Sansho (Zanthoxylum piperitum) is a Japanese spice rich in bioactive compounds that support anti-inflammatory, antimicrobial, digestive, and metabolic health. This article explores its traditional uses, culinary role, and modern scientific evidence.

Image Credit: karins / Shutterstock.com

Introduction

With its citrusy aroma, tangy bite, and characteristic tingling sensation, sansho not only enhances the flavor of meals but also carries a long history of use in Japanese cuisine and Kampo medicine. Beyond its culinary appeal, this spice is valued for its unique bioactive compounds that may promote digestive comfort, protect against inflammation, and support overall metabolic health.

Sanshools, essential oils, and antioxidants

Sansho is a rich source of bioactive compounds that contribute to its distinct flavor and health benefits.

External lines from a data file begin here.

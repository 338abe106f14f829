use std::fmt;

/// Error types for the Femtocode schema algebra.
///
/// Domain-level impossibilities (an empty intersection, an indeterminate
/// arithmetic form) are *not* errors: they are represented by the
/// `Schema::Impossible` variant so the caller can decide where to report
/// them. `FemtocodeError` covers rejected declarations, malformed JSON,
/// and misuse of the public API.
#[derive(Debug, Clone, PartialEq)]
pub enum FemtocodeError {
    /// A schema declaration was rejected (invalid interval, bad field
    /// name, alias on a union, ...)
    Declaration(String),

    /// Alias resolution failed: a name bound twice to different schemas,
    /// or a reference to a name that is never defined
    Resolution(String),

    /// Schema JSON could not be interpreted; carries the JSON path to the
    /// offending element
    Json { message: String, path: String },

    /// A semantic query was attempted on a schema that still contains
    /// unresolved alias strings
    Unresolved(String),

    /// An operation was called with arguments outside its contract
    InvalidArgument(String),
}

impl FemtocodeError {
    pub fn declaration(message: impl Into<String>) -> Self {
        Self::Declaration(message.into())
    }

    pub fn resolution(message: impl Into<String>) -> Self {
        Self::Resolution(message.into())
    }

    pub fn json(message: impl Into<String>, path: impl Into<String>) -> Self {
        Self::Json {
            message: message.into(),
            path: path.into(),
        }
    }

    pub fn unresolved(name: impl Into<String>) -> Self {
        Self::Unresolved(name.into())
    }

    pub fn invalid_argument(message: impl Into<String>) -> Self {
        Self::InvalidArgument(message.into())
    }
}

impl fmt::Display for FemtocodeError {
    fn fmt(&self, f: &mut fmt::Formatter<'_>) -> fmt::Result {
        match self {
            FemtocodeError::Declaration(msg) => write!(f, "Declaration error: {}", msg),
            FemtocodeError::Resolution(msg) => write!(f, "Resolution error: {}", msg),
            FemtocodeError::Json { message, path } => {
                write!(f, "Schema JSON error: {} at {}", message, path)
            }
            FemtocodeError::Unresolved(name) => {
                write!(
                    f,
                    "Unresolved alias \"{}\": call resolve before semantic queries",
                    name
                )
            }
            FemtocodeError::InvalidArgument(msg) => write!(f, "Invalid argument: {}", msg),
        }
    }
}

impl std::error::Error for FemtocodeError {}
//! Alias resolution: tying named schema trees into cyclic references.
//!
//! Declarations arrive as finite trees in which a node may carry an alias
//! and an [`Schema::Alias`] leaf names one. Resolution binds every name
//! to a shared write-once cell, substitutes each alias leaf with a
//! [`Schema::Ref`] over that cell, and then fills the cells — after which
//! a reference inside a definition can point back at the definition
//! itself. Resolving an already-resolved schema is a no-op.

use crate::error::FemtocodeError;
use crate::pretty;
use crate::schema::{Schema, SchemaRef};
use crate::setops::union_list;
use crate::FemtoResult;
use once_cell::sync::OnceCell;
use std::collections::BTreeMap;
use std::sync::Arc;

type Cells = BTreeMap<String, Arc<OnceCell<Schema>>>;

/// Resolve a group of schema declarations together. Definitions in one
/// root are visible to alias leaves in every other; a top-level alias
/// root is replaced by its referent.
pub fn resolve(schemas: &[Schema]) -> FemtoResult<Vec<Schema>> {
    let mut definitions = BTreeMap::new();
    for schema in schemas {
        collect(schema, &mut definitions)?;
    }

    let cells: Cells = definitions
        .keys()
        .map(|name| (name.clone(), Arc::new(OnceCell::new())))
        .collect();
    for (name, definition) in &definitions {
        let tied = substitute(definition, &cells)?;
        // fresh cells, so the only writer is this loop
        let _ = cells[name].set(tied);
    }

    let mut out = Vec::with_capacity(schemas.len());
    for schema in schemas {
        match schema {
            Schema::Alias(name) => match cells.get(name).and_then(|cell| cell.get()) {
                Some(target) => out.push(target.clone()),
                None => return Err(undefined(name)),
            },
            other => out.push(substitute(other, &cells)?),
        }
    }
    Ok(out)
}

fn undefined(name: &str) -> FemtocodeError {
    FemtocodeError::resolution(format!("alias \"{}\" is not defined", name))
}

/// Gather every aliased node in the tree. Binding one name to two
/// different definitions is an error, reported as a side-by-side diff.
fn collect(schema: &Schema, definitions: &mut BTreeMap<String, Schema>) -> FemtoResult<()> {
    if let Some(name) = schema.alias() {
        if let Some(existing) = definitions.get(name) {
            if existing != schema {
                return Err(FemtocodeError::resolution(format!(
                    "alias \"{}\" is bound to two different schemas:\n{}",
                    name,
                    pretty::compare(existing, schema)
                )));
            }
        } else {
            definitions.insert(name.to_string(), schema.clone());
        }
    }
    match schema {
        Schema::Collection {
            items, absorbed, ..
        } => {
            collect(items, definitions)?;
            for schema in absorbed {
                collect(schema, definitions)?;
            }
            Ok(())
        }
        Schema::Record { fields, .. } => {
            for field in fields.values() {
                collect(field, definitions)?;
            }
            Ok(())
        }
        Schema::Union { possibilities } => {
            for possibility in possibilities {
                collect(possibility, definitions)?;
            }
            Ok(())
        }
        _ => Ok(()),
    }
}

/// Clone a tree, turning alias leaves into references. Union members are
/// re-unioned afterward, since resolved alternatives may now simplify.
fn substitute(schema: &Schema, cells: &Cells) -> FemtoResult<Schema> {
    match schema {
        Schema::Alias(name) => match cells.get(name) {
            Some(cell) => Ok(Schema::Ref(SchemaRef::new(name.clone(), cell.clone()))),
            None => Err(undefined(name)),
        },
        Schema::Collection {
            alias,
            items,
            fewest,
            most,
            ordered,
            absorbed,
        } => Ok(Schema::Collection {
            alias: alias.clone(),
            items: Box::new(substitute(items, cells)?),
            fewest: *fewest,
            most: *most,
            ordered: *ordered,
            absorbed: absorbed
                .iter()
                .map(|schema| substitute(schema, cells))
                .collect::<FemtoResult<Vec<_>>>()?,
        }),
        Schema::Record { alias, fields } => Ok(Schema::Record {
            alias: alias.clone(),
            fields: fields
                .iter()
                .map(|(name, field)| Ok((name.clone(), substitute(field, cells)?)))
                .collect::<FemtoResult<BTreeMap<_, _>>>()?,
        }),
        Schema::Union { possibilities } => {
            let resolved = possibilities
                .iter()
                .map(|possibility| substitute(possibility, cells))
                .collect::<FemtoResult<Vec<_>>>()?;
            Ok(union_list(resolved))
        }
        other => Ok(other.clone()),
    }
}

Key active ingredients present in sansho include sanshools, essential oils like limonene, β-phellandrene, citronellal, and geranyl acetate, as well as polyphenols and natural antioxidants.²

Sanshools, which include α-sanshool, β-sanshool, hydroxyl-α-sanshool, and hydroxyl-β-sanshool, are alkylamide compounds that cause the characteristic tingling, numbing, and buzzing sensations often experienced after consuming sansho. These “numbing sanshools” act on somatosensory neurons by inhibiting two-pore domain potassium (K2P) channels and modulating transient receptor potential (TRP) ion channels, producing a unique paresthesia distinct from the heat of chili peppers. Their sensory properties are closely tied to emerging research on analgesic and digestive effects. Sansho also contains numerous natural antioxidants like α-tocopherol and gallic acid derivatives that help stabilize hydroxy-α-sanshool during processing and storage while simultaneously conferring protection against oxidative stress and inflammation.^1,3

Sansho was historically used in Kampo medicine, a Japanese adaptation of traditional Chinese medicine, to improve circulation, digestion, and abdominal discomfort. In Korea, sansho has also been used as a diuretic, thus exemplifying its broader significance in East Asia.^1,3,11

Experimental evidence for anti-inflammatory activity

Glycoproteins, hydroxyl-α-sanshool, essential oils, and phenolic compounds present in sansho confer anti-inflammatory effects by suppressing the activity and production of pro-inflammatory cytokines, such as interleukin-1β (IL-1β), IL-6, and tumor necrosis factor-α (TNF-α). These compounds also inhibit cyclooxygenase 2 (COX-2) and inducible nitric oxide synthase (iNOS) enzymatic activity, in addition to reducing the synthesis of prostaglandins and nitric oxide.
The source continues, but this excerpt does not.